Material for this task:
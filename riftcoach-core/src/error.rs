//! Error types for the riftcoach engine.

use thiserror::Error;

/// Top-level error type for all engine operations.
#[derive(Error, Debug)]
pub enum CoachError {
    /// The acting player has no participant record in the submitted match.
    /// Fatal for that call; no state is written.
    #[error("Player {player} not found in match {match_id}")]
    PlayerNotFoundInMatch {
        /// The player the analysis was requested for.
        player: crate::PlayerId,
        /// The match that was searched.
        match_id: crate::MatchId,
    },

    /// Serialization or deserialization failure.
    #[error("Serialization error: {0}")]
    Serialization(String),

    /// SQLite persistence error.
    #[error("Database error: {0}")]
    Database(#[from] rusqlite::Error),

    /// Configuration error.
    #[error("Configuration error: {0}")]
    Config(String),

    /// Generic I/O error.
    #[error("I/O error: {0}")]
    Io(#[from] std::io::Error),
}

/// Convenience Result type alias.
pub type Result<T> = std::result::Result<T, CoachError>;
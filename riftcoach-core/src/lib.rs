//! # riftcoach Core Library
//!
//! Match-telemetry engine behind the riftcoach companion: every analyzed
//! match feeds three evolving per-player models that drive coaching text,
//! achievement unlocks, and UI displays.
//!
//! - **Skill profile** — five exponentially-smoothed sub-scores with a
//!   derived overall rating and trend
//! - **Flow state** — a session-level indicator of sustained high-quality
//!   play, fed by live signals
//! - **Relationship** — trust, stage, and inside jokes the coach persona
//!   accumulates from memorable matches
//!
//! The pipeline stages (extraction, scoring, insights, moment
//! classification) are pure functions over one match's metrics; the
//! [`engine::CoachEngine`] sequences them, serializes all mutations per
//! player, and commits each match atomically through the SQLite-backed
//! [`persistence::PlayerStore`].

#![deny(clippy::unwrap_used)]
#![deny(missing_docs)]
#![warn(clippy::pedantic)]
#![allow(clippy::module_name_repetitions)]

pub mod achievement;
pub mod config;
pub mod counters;
pub mod engine;
pub mod error;
pub mod extract;
pub mod flow;
pub mod insight;
pub mod moment;
pub mod persistence;
pub mod profile;
pub mod relationship;
pub mod scoring;
pub mod types;
pub mod voice;

pub use config::EngineConfig;
pub use engine::{CoachEngine, MatchAnalysisResult};
pub use error::CoachError;
pub use persistence::PlayerStore;
pub use types::*;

Exercise brief:
Exact reproduction of every entry is needed.

Your response:
filename riftcoach-core/src/error.rs
//! Error types for the riftcoach engine.

use thiserror::Error;

/// Top-level error type for all engine operations.
#[derive(Error, Debug)]
pub enum CoachError {
    /// The acting player has no participant record in the submitted match.
    /// Fatal for that call; no state is written.
    #[error("Player {player} not found in match {match_id}")]
    PlayerNotFoundInMatch {
        /// The player the analysis was requested for.
        player: crate::PlayerId,
        /// The match that was searched.
        match_id: crate::MatchId,
    },

    /// Serialization or deserialization failure.
    #[error("Serialization error: {0}")]
    Serialization(String),

    /// SQLite persistence error.
    #[error("Database error: {0}")]
    Database(#[from] rusqlite::Error),

    /// Configuration error.
    #[error("Configuration error: {0}")]
    Config(String),

    /// Generic I/O error.
    #[error("I/O error: {0}")]
    Io(#[from] std::io::Error),
}

/// Convenience Result type alias.
pub type Result<T> = std::result::Result<T, CoachError>;
filename riftcoach-core/src/lib.rs
//! # riftcoach Core Library
//!
//! Match-telemetry engine behind the riftcoach companion: every analyzed
//! match feeds three evolving per-player models that drive coaching text,
//! achievement unlocks, and UI displays.
//!
//! - **Skill profile** — five exponentially-smoothed sub-scores with a
//!   derived overall rating and trend
//! - **Flow state** — a session-level indicator of sustained high-quality
//!   play, fed by live signals
//! - **Relationship** — trust, stage, and inside jokes the coach persona
//!   accumulates from memorable matches
//!
//! The pipeline stages (extraction, scoring, insights, moment
//! classification) are pure functions over one match's metrics; the
//! [`engine::CoachEngine`] sequences them, serializes all mutations per
//! player, and commits each match atomically through the SQLite-backed
//! [`persistence::PlayerStore`].

#![deny(clippy::unwrap_used)]
#![deny(missing_docs)]
#![warn(clippy::pedantic)]
#![allow(clippy::module_name_repetitions)]

pub mod achievement;
pub mod config;
pub mod counters;
pub mod engine;
pub mod error;
pub mod extract;
pub mod flow;
pub mod insight;
pub mod moment;
pub mod persistence;
pub mod profile;
pub mod relationship;
pub mod scoring;
pub mod types;
pub mod voice;

pub use config::EngineConfig;
pub use engine::{CoachEngine, MatchAnalysisResult};
pub use error::CoachError;
pub use persistence::PlayerStore;
pub use types::*;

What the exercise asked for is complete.